For understanding the codebase end-to-end, read in this order:
| # | File(s) | Why |
|---|---|---|
| 1 | main.go |
Entry point; shows all command imports and go:generate directives |
| 2 | commands/root/root.go |
Root Cobra command; AddCommand, Start, Cobra exports |
| 3 | sources/sources.go |
Sources struct β the data aggregator everything depends on |
| 4 | unicode/unicode.go |
CharInfo, Unicode, Load, LoadSearch |
| 5 | unicode/blocks.go |
BlockInfo, Blocks, LookupInfo, FindByName |
| 6 | unicode/category.go |
GeneralCategory(r rune) string |
| 7 | unicode/emoji.go |
PresentationVariants, Emojiable |
| 8 | internal/uformat/uformat.go |
Pure byte-formatting helpers shared by CLI and MCP output |
| 9 | resultset/resultset.go |
ResultSet, JItem, JSON rendering β CLI output backbone |
| 10 | resultset/cmdrender.go |
ResultCmdFlags, flag registration, RenderPerCmdline |
| 11 | commands/name/name.go |
A simple command β shows the typical command pattern |
| 12 | internal/mcpstdio/mcpstdio.go |
MCP stdio server (~200 lines, hand-rolled) |
| 13 | commands/agent/mcpserver/charprops.go |
CharProps, CharPropsFromRune |
| 14 | commands/agent/mcpserver/tools.go |
Eight MCP tool handlers |
| 15 | commands/agent/mcpserver/server.go |
MCP server wiring |
| 16 | commands/agent/agentmcp.go |
agent mcp command β ties it all together |
After reading these 16 files you will understand every major subsystem.

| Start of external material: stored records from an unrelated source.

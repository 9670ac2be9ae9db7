use crate::domain::keybinding::{Keybind, format_key};
use crate::presentation::theme::Theme;
use crate::presentation::theme::adapter::ColorConverter;
use ratatui::{
    buffer::Buffer,
    layout::Rect,
    style::{Color, Modifier, Style},
    text::{Line, Span},
    widgets::{Paragraph, Widget},
};
use unicode_width::UnicodeWidthStr;

pub struct FooterBarStyle {
    pub background: Style,
    pub label_style: Style,
    pub key_style: Style,
    pub info: Style,
}

impl FooterBarStyle {
    #[must_use]
    pub fn from_theme(theme: &Theme) -> Self {
        let key_bg = ColorConverter::shade(theme.accent, 0.08, 0.5);

        Self {
            label_style: Style::default()
                .bg(theme.accent)
                .fg(Color::Black)
                .add_modifier(Modifier::BOLD),
            key_style: Style::default().bg(key_bg).fg(Color::White),
            ..Self::default()
        }
    }
}

impl Default for FooterBarStyle {
    fn default() -> Self {
        Self {
            background: Style::default(),
            label_style: Style::default()
                .fg(Color::Black)
                .bg(Color::Cyan)
                .add_modifier(Modifier::BOLD),
            key_style: Style::default().fg(Color::White).bg(Color::DarkGray),
            info: Style::default().fg(Color::DarkGray),
        }
    }
}

/// One-line key hint bar with an optional status on the right.
pub struct FooterBar<'a> {
    keybindings: &'a [Keybind],
    right_info: Option<&'a str>,
    style: FooterBarStyle,
}

impl<'a> FooterBar<'a> {
    #[must_use]
    pub fn new(keybindings: &'a [Keybind]) -> Self {
        Self {
            keybindings,
            right_info: None,
            style: FooterBarStyle::default(),
        }
    }

    #[must_use]
    pub const fn right_info(mut self, info: Option<&'a str>) -> Self {
        self.right_info = info;
        self
    }

    #[must_use]
    pub const fn style(mut self, style: FooterBarStyle) -> Self {
        self.style = style;
        self
    }

    fn build_left_spans(&self) -> Vec<Span<'_>> {
        let mut spans = Vec::new();

        for (i, binding) in self
            .keybindings
            .iter()
            .filter(|k| k.visible_in_bar)
            .enumerate()
        {
            if i > 0 {
                spans.push(Span::raw(" "));
            }

            spans.push(Span::styled(
                format!(" {} ", binding.label),
                self.style.label_style,
            ));
            spans.push(Span::styled(
                format!(" {} ", format_key(&binding.key)),
                self.style.key_style,
            ));
        }

        spans
    }
}

impl Widget for FooterBar<'_> {
    fn render(self, area: Rect, buf: &mut Buffer) {
        if area.height == 0 {
            return;
        }

        for x in area.left()..area.right() {
            buf[(x, area.y)]
                .set_char(' ')
                .set_style(self.style.background);
        }

        let right_width = self
            .right_info
            .map_or(0, |s| u16::try_from(s.width()).unwrap_or(u16::MAX));
        let left_width = area.width.saturating_sub(right_width.saturating_add(1));

        let left_area = Rect::new(area.x, area.y, left_width, 1);
        Paragraph::new(Line::from(self.build_left_spans())).render(left_area, buf);

        if let Some(info) = self.right_info
            && right_width < area.width
        {
            let right_x = area.right().saturating_sub(right_width);
            let right_area = Rect::new(right_x, area.y, right_width, 1);
            Paragraph::new(Line::styled(info, self.style.info)).render(right_area, buf);
        }
    }
}

#[cfg(test)]
mod tests {
    use super::*;
    use crate::presentation::commands::CommandRegistry;
    use crate::presentation::ui::utils::buffer_to_string;

    #[test]
    fn test_shows_visible_bindings_only() {
        let registry = CommandRegistry::default();
        let bindings = registry.bar_bindings();
        let area = Rect::new(0, 0, 160, 1);
        let mut buf = Buffer::empty(area);

        FooterBar::new(&bindings).render(area, &mut buf);

        let rendered = buffer_to_string(&buf);
        assert!(rendered.contains(" Catalog  1 "));
        assert!(rendered.contains(" Quit  q "));
        assert!(!rendered.contains("Esc"));
        assert!(!rendered.contains("F1"));
    }

    #[test]
    fn test_right_info_is_right_aligned() {
        let area = Rect::new(0, 0, 40, 1);
        let mut buf = Buffer::empty(area);

        FooterBar::new(&[]).right_info(Some("0/3 loaded")).render(area, &mut buf);

        let rendered = buffer_to_string(&buf);
        assert!(rendered.ends_with("0/3 loaded"));
    }

    #[test]
    fn test_zero_height_is_noop() {
        let area = Rect::new(0, 0, 10, 0);
        let mut buf = Buffer::empty(area);
        FooterBar::new(&[]).render(area, &mut buf);
    }
}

github.com/philpennock/character/
β
βββ main.go Entry point, go:generate directives
βββ repo_version.go Build-time version info
β
βββ commands/ Cobra command implementations
β βββ root/ Root command, AddCommand(), Start()
β βββ name/ `name <char>β¦` β info about literal characters
β βββ named/ `named <NAME>` β lookup by Unicode name
β βββ code/ `code <U+XXXX>` β lookup by codepoint
β βββ browse/ `browse -b <block>` β list block contents
β βββ known/ `known -b` β list block/charset names
β βββ aliases/ `aliases` β alias characters
β βββ puny/ `x-puny` β punycode encode/decode
β βββ region/ `region <CC>` β flag emoji
β βββ transform/ `transform <type>` β fraktur, math, scream, turn
β βββ version/ `version` β version info
β βββ deprecated/ Deprecated command stubs
β βββ agent/ Agent sub-command tree
β βββ agent.go Parent `agent` command
β βββ agenthelp.go `agent help` β JSON schema of all commands
β βββ agentexamples.go `agent examples` β example invocations
β βββ agentmcp.go `agent mcp` β start MCP stdio server
β βββ mcpserver/ MCP tool implementations
β βββ server.go Server wrapper + NewServer
β βββ charprops.go CharProps struct, CharPropsFromRune
β βββ schemas.go JSON Schema constants for each tool
β βββ tools.go registerTools, 8 handler closures
β
βββ unicode/ Unicode data and lookups
β βββ unicode.go CharInfo, Unicode struct, Load/LoadSearch
β βββ blocks.go BlockInfo, Blocks, LookupInfo, FindByName
β βββ category.go GeneralCategory()
β βββ emoji.go PresentationVariants(), Emojiable()
β βββ regional.go Regional indicator helpers
β βββ sort.go Sort interface for CharInfo slices
β βββ generated_data.go β go generate (character name maps)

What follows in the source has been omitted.